Qualcosa non tornava nei conti e il Nucleo Repressione Frodi Fiscali di Roma, ha chiesto ai finanzieri della Tenenza di Vittorio Veneto di sottoporre a verifica fiscale un garden center nel vittoriese per gli anni d’imposta dal 2019 a luglio 2025.
L’ispezione si è conclusa con la constatazione di oltre 10 milioni di euro di ricavi occultati al Fisco, cui corrispondono circa 5 milioni di euro di base imponibile sottratta a tassazione.

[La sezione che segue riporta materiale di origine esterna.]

//! # Stroke Canvas
//!
//! In-memory drawing surface standing in for pointer capture. Polylines are
//! rasterized as round-capped strokes by stamping filled discs along each
//! segment; covered pixels get full coverage (255), everything else stays 0.
//!
//! [`StrokeScript`] is the JSON form used by the CLI:
//!
//! ```json
//! { "width": 280, "height": 280, "line_width": 16,
//!   "strokes": [[[140, 40], [140, 240]]] }
//! ```

use std::path::Path;

use image::{GrayImage, Luma};
use imageproc::drawing::draw_filled_circle_mut;
use ink_scale::raster::RasterBuffer;
use serde::{Deserialize, Serialize};

use super::RasterSource;
use crate::error::{NormalizeError, NormalizeResult};

pub const DEFAULT_CANVAS_SIDE: u32 = 280;
pub const DEFAULT_LINE_WIDTH: u32 = 16;

const INK: Luma<u8> = Luma([255]);

/// Drawing surface accumulating strokes into a coverage raster.
pub struct StrokeCanvas {
    surface: GrayImage,
    line_width: u32,
}

impl Default for StrokeCanvas {
    fn default() -> Self {
        Self::new(DEFAULT_CANVAS_SIDE, DEFAULT_CANVAS_SIDE)
    }
}

impl StrokeCanvas {
    pub fn new(width: u32, height: u32) -> Self {
        Self {
            surface: GrayImage::new(width, height),
            line_width: DEFAULT_LINE_WIDTH,
        }
    }

    pub fn with_line_width(mut self, line_width: u32) -> Self {
        self.line_width = line_width.max(1);
        self
    }

    pub fn width(&self) -> u32 {
        self.surface.width()
    }

    pub fn height(&self) -> u32 {
        self.surface.height()
    }

    /// Erase everything drawn so far.
    pub fn clear(&mut self) {
        self.surface.pixels_mut().for_each(|p| *p = Luma([0]));
    }

    /// Draw one round-capped segment.
    pub fn draw_segment(&mut self, from: (f32, f32), to: (f32, f32)) {
        let radius = (self.line_width / 2) as i32;
        let (dx, dy) = (to.0 - from.0, to.1 - from.1);
        let steps = dx.hypot(dy).ceil().max(1.0) as u32;
        for k in 0..=steps {
            let t = k as f32 / steps as f32;
            let center = ((from.0 + dx * t).round() as i32, (from.1 + dy * t).round() as i32);
            draw_filled_circle_mut(&mut self.surface, center, radius, INK);
        }
    }

    /// Draw a connected polyline. A single point leaves a dot.
    pub fn draw_polyline(&mut self, points: &[(f32, f32)]) {
        match points {
            [] => {}
            [only] => self.draw_segment(*only, *only),
            _ => {
                for pair in points.windows(2) {
                    self.draw_segment(pair[0], pair[1]);
                }
            }
        }
    }

    /// Copy the current surface.
    pub fn to_raster(&self) -> NormalizeResult<RasterBuffer> {
        Ok(RasterBuffer::from_vec(
            self.surface.width(),
            self.surface.height(),
            self.surface.as_raw().clone(),
        )?)
    }
}

impl RasterSource for StrokeCanvas {
    fn name(&self) -> &str {
        "stroke-canvas"
    }

    fn snapshot(&mut self) -> NormalizeResult<RasterBuffer> {
        self.to_raster()
    }
}

/// Serializable description of a drawing session.
#[derive(Clone, Debug, PartialEq, Serialize, Deserialize)]
pub struct StrokeScript {
    #[serde(default = "default_side")]
    pub width: u32,
    #[serde(default = "default_side")]
    pub height: u32,
    #[serde(default = "default_line_width")]
    pub line_width: u32,
    /// Each stroke is a polyline of `[x, y]` points.
    pub strokes: Vec<Vec<[f32; 2]>>,
}

fn default_side() -> u32 {
    DEFAULT_CANVAS_SIDE
}

fn default_line_width() -> u32 {
    DEFAULT_LINE_WIDTH
}

impl StrokeScript {
    pub fn from_json_str(json: &str) -> NormalizeResult<Self> {
        Ok(serde_json::from_str(json)?)
    }

    pub fn from_json_file(path: impl AsRef<Path>) -> NormalizeResult<Self> {
        let path = path.as_ref();
        let text = std::fs::read_to_string(path)
            .map_err(|e| NormalizeError::io_at("read stroke script", path.display().to_string(), e))?;
        Self::from_json_str(&text).map_err(|e| e.with_context(format!("parsing {}", path.display())))
    }

    /// Replay the strokes onto a fresh canvas.
    pub fn render(&self) -> NormalizeResult<StrokeCanvas> {
        if self.width == 0 || self.height == 0 {
            return Err(NormalizeError::config(
                "width/height",
                format!("{}x{}", self.width, self.height),
                "stroke canvas dimensions must be non-zero",
            ));
        }
        let mut canvas = StrokeCanvas::new(self.width, self.height).with_line_width(self.line_width);
        for stroke in &self.strokes {
            let points: Vec<(f32, f32)> = stroke.iter().map(|p| (p[0], p[1])).collect();
            canvas.draw_polyline(&points);
        }
        Ok(canvas)
    }
}

#[cfg(test)]
mod tests {
    use super::*;
    use ink_scale::extent::{detect_extent, InkThreshold};

    #[test]
    fn empty_canvas_has_no_ink() {
        let mut canvas = StrokeCanvas::default();
        let raster = canvas.snapshot().unwrap();
        assert_eq!((raster.width(), raster.height()), (280, 280));
        assert!(raster.samples().iter().all(|&s| s == 0));
    }

    #[test]
    fn vertical_stroke_has_line_width_thickness() {
        let mut canvas = StrokeCanvas::new(100, 100).with_line_width(10);
        canvas.draw_polyline(&[(50.0, 20.0), (50.0, 80.0)]);
        let raster = canvas.to_raster().unwrap();
        let extent = detect_extent(&raster, InkThreshold::default()).unwrap();
        assert_eq!((extent.x, extent.width), (45, 11));
        assert_eq!((extent.y, extent.height), (15, 71));
    }

    #[test]
    fn clear_erases_strokes() {
        let mut canvas = StrokeCanvas::new(20, 20);
        canvas.draw_polyline(&[(10.0, 10.0)]);
        assert!(canvas.to_raster().unwrap().samples().iter().any(|&s| s > 0));
        canvas.clear();
        assert!(canvas.to_raster().unwrap().samples().iter().all(|&s| s == 0));
    }

    #[test]
    fn script_defaults_and_render() {
        let script = StrokeScript::from_json_str(r#"{"strokes": [[[10, 10], [30, 10]]]}"#).unwrap();
        assert_eq!((script.width, script.height, script.line_width), (280, 280, 16));
        let canvas = script.render().unwrap();
        let raster = canvas.to_raster().unwrap();
        assert!(detect_extent(&raster, InkThreshold::default()).is_some());
    }

    #[test]
    fn script_rejects_zero_canvas() {
        let script = StrokeScript { width: 0, height: 10, line_width: 4, strokes: vec![] };
        assert!(script.render().is_err());
    }
}
//! # Ink Normalization Library
//!
//! Converts a freehand drawing raster into a fixed-size feature vector suitable
//! for an image classifier (by default the 28×28 grid of MNIST digit models), or
//! reports that there is nothing worth classifying.
//!
//! ## Architecture
//!
//! The library is organized into several key modules:
//! - `capture`: raster sources (image files, IDX image sets, a stroke canvas)
//! - `processing`: the normalization pipeline, sinks and classifier seam
//! - `config`: configuration loading and validation
//! - `session`: source → pipeline → classifier → sinks orchestration
//! - `error`: error types with context and severity
//! - `logging`: tracing subscriber setup
//!
//! The pure algorithms (extent detection, centering, adaptive crop, box-filter
//! downsampling) live in the `ink-scale` crate and are re-exported here.
//!
//! ## Example
//!
//! ```rust
//! use ink_normalize::{normalize, Normalized, RasterBuffer, TargetResolution};
//!
//! # fn main() -> Result<(), ink_normalize::NormalizeError> {
//! let mut samples = vec![0u8; 56 * 56];
//! for y in 10..40 {
//!     for x in 20..30 {
//!         samples[y * 56 + x] = 255;
//!     }
//! }
//! let raster = RasterBuffer::from_vec(56, 56, samples)?;
//!
//! match normalize(&raster, TargetResolution::MNIST)? {
//!     Normalized::Features(features) => assert_eq!(features.len(), 784),
//!     Normalized::NoContent(reason) => println!("nothing to classify: {reason}"),
//! }
//! # Ok(())
//! # }
//! ```

pub mod capture;
pub mod config;
pub mod error;
pub mod logging;
pub mod processing;
pub mod session;

/// Re-export error types for convenience
pub use error::{HasRecoverySuggestion, HasSeverity, NormalizeError, NormalizeResult};

/// Re-export the core raster types
pub use ink_scale::boxfilter::FeatureVector;
pub use ink_scale::extent::{Extent, InkThreshold};
pub use ink_scale::policy::{RescalePlan, RescalePolicy};
pub use ink_scale::raster::RasterBuffer;

pub use capture::{InkChannel, RasterSource};
pub use config::NormalizeConfig;
pub use processing::{
    Classifier, FeatureSink, NoContent, NormalizationPipeline, NormalizationTrace, Normalized,
    PipelineOptions, TargetResolution,
};
pub use session::{NormalizeSession, NormalizeSessionBuilder, SessionReport};

/// Normalize `raster` to `target` with the default ink threshold and rescale policy.
pub fn normalize(raster: &RasterBuffer, target: TargetResolution) -> NormalizeResult<Normalized> {
    NormalizationPipeline::with_target(target).normalize(raster)
}
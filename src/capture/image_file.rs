use std::path::{Path, PathBuf};

use ink_scale::raster::RasterBuffer;
use tracing::debug;

use super::{InkChannel, RasterSource, raster_from_image};
use crate::error::{NormalizeError, NormalizeResult};

/// Raster source backed by an image file, decoded on every snapshot.
pub struct ImageFileSource {
    path: PathBuf,
    channel: InkChannel,
    name: String,
}

impl ImageFileSource {
    pub fn new(path: impl Into<PathBuf>, channel: InkChannel) -> Self {
        let path = path.into();
        let name = format!("image:{}", path.display());
        Self { path, channel, name }
    }

    pub fn path(&self) -> &Path {
        &self.path
    }
}

impl RasterSource for ImageFileSource {
    fn name(&self) -> &str {
        &self.name
    }

    fn snapshot(&mut self) -> NormalizeResult<RasterBuffer> {
        let image = image::open(&self.path).map_err(|e| {
            NormalizeError::source_failed(&self.name, e.to_string())
                .with_operation("decode image")
                .with_recovery_suggestion("Pass a readable PNG, JPEG, BMP or GIF file")
        })?;
        debug!(
            path = %self.path.display(),
            width = image.width(),
            height = image.height(),
            channel = ?self.channel.resolve(&image),
            "decoded raster image"
        );
        raster_from_image(&image, self.channel)
    }
}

Il sistema di frode ideato dalla titolare si basava su un meccanismo di traslazione dei ricavi che “deviava”, verso l’impresa agricola intestata alla sorella, ubicata nella stessa sede del garden center. Ciò ha permesso di sottoporre gli incassi non alle “ordinarie” regole di tassazione delle società commerciali, bensì a quelle assai più vantaggiose delle società agricole.
Tale espediente ha consentito all’imprenditrice di concentrare sull’impresa agricola della sorella, che sconta una tassazione agevolata, quasi tutte le operazioni attive, abbattendo così il carico tributario della sua impresa commerciale.
Nel corso delle operazioni di verifica, avviate lo scorso febbraio dai finanzieri della Tenenza di Vittorio Veneto, si è infatti appurato che, nonostante tutte le vendite effettuate dal garden center avvenissero sotto la “gestione” della società commerciale, i ricavi ottenuti venivano “fatturati”, per la gran parte, dalla società agricola.
Questo stratagemma ha permesso all’imprenditrice di non dichiarare ricavi per circa 2,5 milioni di euro, superando le soglie di rilevanza penale e per questo dovrà rispondere anche del reato di infedele dichiarazione.
Gli accertamenti hanno anche rilevato 876 violazioni alla norma antiriciclaggio che vieta trasferimento di denaro contante entro determinati limiti. In pratica i finanzieri hanno rilevato centinaia di trasferimenti di denaro in contanti tra sorelle. Sono, quindi, state elevate sanzioni che possono arrivare a oltre 43 milioni di euro.